**Exercise**
From the first line of the data below, copy each line up to the one containing "pub enum CatalogError", and include that line too.

**Data**
%%
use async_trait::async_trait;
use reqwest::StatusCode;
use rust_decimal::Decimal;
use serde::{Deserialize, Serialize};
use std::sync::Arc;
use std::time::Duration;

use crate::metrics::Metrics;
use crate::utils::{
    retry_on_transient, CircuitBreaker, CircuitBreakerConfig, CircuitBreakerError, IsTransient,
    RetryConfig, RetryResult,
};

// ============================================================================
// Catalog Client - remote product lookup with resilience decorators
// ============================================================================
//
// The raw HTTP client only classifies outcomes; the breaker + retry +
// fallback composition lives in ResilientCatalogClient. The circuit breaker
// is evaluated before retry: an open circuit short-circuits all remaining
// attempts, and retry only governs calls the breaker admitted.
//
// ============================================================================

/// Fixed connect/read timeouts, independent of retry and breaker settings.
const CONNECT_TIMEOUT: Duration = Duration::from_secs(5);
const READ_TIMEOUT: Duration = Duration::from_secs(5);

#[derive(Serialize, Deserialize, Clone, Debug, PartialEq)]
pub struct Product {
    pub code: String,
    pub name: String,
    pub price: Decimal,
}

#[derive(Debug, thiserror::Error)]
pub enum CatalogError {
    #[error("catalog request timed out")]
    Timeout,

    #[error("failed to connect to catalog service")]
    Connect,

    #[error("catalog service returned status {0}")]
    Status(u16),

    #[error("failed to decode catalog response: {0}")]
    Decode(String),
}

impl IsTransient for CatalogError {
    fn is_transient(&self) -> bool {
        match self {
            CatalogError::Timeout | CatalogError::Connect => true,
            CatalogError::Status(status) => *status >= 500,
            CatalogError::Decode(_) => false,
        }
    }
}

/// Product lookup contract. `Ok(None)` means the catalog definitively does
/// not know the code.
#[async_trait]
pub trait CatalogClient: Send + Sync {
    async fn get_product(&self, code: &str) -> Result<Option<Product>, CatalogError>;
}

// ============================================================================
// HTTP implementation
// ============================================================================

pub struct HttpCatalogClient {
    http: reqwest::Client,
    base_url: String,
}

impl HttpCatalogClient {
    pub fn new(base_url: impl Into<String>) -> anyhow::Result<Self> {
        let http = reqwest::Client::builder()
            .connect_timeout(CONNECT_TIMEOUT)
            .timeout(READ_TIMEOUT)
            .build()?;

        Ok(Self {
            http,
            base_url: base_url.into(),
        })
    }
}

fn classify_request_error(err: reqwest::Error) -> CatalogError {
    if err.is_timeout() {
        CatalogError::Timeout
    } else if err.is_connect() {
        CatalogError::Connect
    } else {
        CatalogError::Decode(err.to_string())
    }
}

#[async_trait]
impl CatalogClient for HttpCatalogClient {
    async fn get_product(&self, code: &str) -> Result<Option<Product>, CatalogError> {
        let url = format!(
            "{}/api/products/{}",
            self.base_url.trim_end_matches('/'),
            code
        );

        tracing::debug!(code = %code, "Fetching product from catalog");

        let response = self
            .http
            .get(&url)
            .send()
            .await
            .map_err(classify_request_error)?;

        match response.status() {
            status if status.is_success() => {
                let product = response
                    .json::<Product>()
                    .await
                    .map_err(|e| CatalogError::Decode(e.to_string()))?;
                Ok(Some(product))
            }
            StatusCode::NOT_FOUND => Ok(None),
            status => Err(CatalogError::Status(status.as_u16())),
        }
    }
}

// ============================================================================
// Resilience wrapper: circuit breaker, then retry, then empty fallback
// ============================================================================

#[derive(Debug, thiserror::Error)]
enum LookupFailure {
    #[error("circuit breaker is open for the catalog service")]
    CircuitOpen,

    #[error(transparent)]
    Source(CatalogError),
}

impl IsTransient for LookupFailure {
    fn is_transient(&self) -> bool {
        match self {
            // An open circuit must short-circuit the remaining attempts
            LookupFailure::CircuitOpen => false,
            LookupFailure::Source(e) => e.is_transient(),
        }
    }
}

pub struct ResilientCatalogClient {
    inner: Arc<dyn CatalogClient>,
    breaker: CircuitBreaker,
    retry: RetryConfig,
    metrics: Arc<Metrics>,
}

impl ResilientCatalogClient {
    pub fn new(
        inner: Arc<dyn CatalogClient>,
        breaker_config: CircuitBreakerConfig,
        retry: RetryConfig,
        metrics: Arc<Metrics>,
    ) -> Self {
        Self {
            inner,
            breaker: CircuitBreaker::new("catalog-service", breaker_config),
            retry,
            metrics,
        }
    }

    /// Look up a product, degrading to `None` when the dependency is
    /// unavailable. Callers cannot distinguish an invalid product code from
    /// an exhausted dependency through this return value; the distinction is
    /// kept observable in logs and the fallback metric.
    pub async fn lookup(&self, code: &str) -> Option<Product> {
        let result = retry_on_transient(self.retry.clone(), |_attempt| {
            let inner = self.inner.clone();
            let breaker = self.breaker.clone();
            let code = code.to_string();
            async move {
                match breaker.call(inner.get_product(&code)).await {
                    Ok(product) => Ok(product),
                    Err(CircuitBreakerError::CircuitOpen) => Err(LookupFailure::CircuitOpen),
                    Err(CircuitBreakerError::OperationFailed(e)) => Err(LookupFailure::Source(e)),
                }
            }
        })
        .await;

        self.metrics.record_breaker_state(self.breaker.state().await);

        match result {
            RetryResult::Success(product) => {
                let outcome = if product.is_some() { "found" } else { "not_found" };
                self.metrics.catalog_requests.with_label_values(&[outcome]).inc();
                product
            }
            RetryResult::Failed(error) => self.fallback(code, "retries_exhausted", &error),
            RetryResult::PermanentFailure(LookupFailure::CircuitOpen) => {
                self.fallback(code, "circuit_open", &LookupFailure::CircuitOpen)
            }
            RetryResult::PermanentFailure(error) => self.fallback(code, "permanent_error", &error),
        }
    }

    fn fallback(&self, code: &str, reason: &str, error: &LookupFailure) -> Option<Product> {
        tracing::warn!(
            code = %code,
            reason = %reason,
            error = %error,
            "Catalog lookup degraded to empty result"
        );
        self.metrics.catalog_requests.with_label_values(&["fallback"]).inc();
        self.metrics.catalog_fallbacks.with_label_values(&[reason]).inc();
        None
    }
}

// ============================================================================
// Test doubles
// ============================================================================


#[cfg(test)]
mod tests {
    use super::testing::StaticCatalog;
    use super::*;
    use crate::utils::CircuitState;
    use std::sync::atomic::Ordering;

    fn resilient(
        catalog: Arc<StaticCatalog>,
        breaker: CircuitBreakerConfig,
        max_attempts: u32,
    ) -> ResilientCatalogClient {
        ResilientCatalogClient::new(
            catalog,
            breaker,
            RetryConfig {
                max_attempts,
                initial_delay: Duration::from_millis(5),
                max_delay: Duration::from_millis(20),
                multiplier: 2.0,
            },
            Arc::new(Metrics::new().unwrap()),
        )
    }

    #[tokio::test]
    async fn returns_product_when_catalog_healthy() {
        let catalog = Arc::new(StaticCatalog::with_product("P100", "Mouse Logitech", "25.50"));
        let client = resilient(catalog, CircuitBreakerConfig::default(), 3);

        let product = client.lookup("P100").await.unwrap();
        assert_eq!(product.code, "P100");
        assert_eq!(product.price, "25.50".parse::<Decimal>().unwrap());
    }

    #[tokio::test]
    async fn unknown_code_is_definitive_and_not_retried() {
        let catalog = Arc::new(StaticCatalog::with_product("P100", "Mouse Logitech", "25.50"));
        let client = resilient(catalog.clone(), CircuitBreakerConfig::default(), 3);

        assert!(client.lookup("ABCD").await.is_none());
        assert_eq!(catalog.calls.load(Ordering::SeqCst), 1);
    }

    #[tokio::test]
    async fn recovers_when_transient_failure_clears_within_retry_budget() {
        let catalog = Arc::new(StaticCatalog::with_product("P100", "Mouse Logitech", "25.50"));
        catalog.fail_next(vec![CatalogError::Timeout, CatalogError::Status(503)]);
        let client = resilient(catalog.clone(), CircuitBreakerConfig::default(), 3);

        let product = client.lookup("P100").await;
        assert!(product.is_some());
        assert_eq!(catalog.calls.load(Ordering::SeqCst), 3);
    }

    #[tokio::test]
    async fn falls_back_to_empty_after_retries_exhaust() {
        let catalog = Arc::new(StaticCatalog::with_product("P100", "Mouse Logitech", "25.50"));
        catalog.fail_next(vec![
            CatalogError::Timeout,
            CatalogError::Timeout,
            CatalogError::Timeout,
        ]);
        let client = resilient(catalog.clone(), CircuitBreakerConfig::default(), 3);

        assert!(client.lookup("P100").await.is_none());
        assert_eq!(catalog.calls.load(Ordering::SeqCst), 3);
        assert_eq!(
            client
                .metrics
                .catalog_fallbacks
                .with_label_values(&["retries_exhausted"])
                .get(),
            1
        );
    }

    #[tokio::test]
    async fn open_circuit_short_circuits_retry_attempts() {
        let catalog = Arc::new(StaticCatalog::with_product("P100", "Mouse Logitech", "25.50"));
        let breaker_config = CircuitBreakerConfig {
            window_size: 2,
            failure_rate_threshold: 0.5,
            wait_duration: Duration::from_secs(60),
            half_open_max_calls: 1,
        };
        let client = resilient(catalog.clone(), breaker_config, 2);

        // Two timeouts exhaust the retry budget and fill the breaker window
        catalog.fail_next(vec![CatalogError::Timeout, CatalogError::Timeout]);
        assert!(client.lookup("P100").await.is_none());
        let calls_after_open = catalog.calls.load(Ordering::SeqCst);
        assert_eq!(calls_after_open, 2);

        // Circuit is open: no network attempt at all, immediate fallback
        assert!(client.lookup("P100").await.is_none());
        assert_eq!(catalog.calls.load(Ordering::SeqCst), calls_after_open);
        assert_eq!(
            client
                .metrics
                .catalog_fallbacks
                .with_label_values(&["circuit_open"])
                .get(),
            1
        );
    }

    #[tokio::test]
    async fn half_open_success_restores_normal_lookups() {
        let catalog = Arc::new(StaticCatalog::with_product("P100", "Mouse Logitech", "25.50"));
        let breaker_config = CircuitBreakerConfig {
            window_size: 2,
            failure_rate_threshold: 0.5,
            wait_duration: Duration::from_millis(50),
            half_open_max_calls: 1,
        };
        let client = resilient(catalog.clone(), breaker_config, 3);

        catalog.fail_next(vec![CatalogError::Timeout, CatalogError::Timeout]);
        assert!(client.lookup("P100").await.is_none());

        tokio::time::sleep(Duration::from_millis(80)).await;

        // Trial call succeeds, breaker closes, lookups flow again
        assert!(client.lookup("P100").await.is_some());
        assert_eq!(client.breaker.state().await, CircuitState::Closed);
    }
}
%%
**Exercise result**
use async_trait::async_trait;
use reqwest::StatusCode;
use rust_decimal::Decimal;
use serde::{Deserialize, Serialize};
use std::sync::Arc;
use std::time::Duration;

use crate::metrics::Metrics;
use crate::utils::{
    retry_on_transient, CircuitBreaker, CircuitBreakerConfig, CircuitBreakerError, IsTransient,
    RetryConfig, RetryResult,
};

// ============================================================================
// Catalog Client - remote product lookup with resilience decorators
// ============================================================================
//
// The raw HTTP client only classifies outcomes; the breaker + retry +
// fallback composition lives in ResilientCatalogClient. The circuit breaker
// is evaluated before retry: an open circuit short-circuits all remaining
// attempts, and retry only governs calls the breaker admitted.
//
// ============================================================================

/// Fixed connect/read timeouts, independent of retry and breaker settings.
const CONNECT_TIMEOUT: Duration = Duration::from_secs(5);
const READ_TIMEOUT: Duration = Duration::from_secs(5);

#[derive(Serialize, Deserialize, Clone, Debug, PartialEq)]
pub struct Product {
    pub code: String,
    pub name: String,
    pub price: Decimal,
}

#[derive(Debug, thiserror::Error)]
pub enum CatalogError {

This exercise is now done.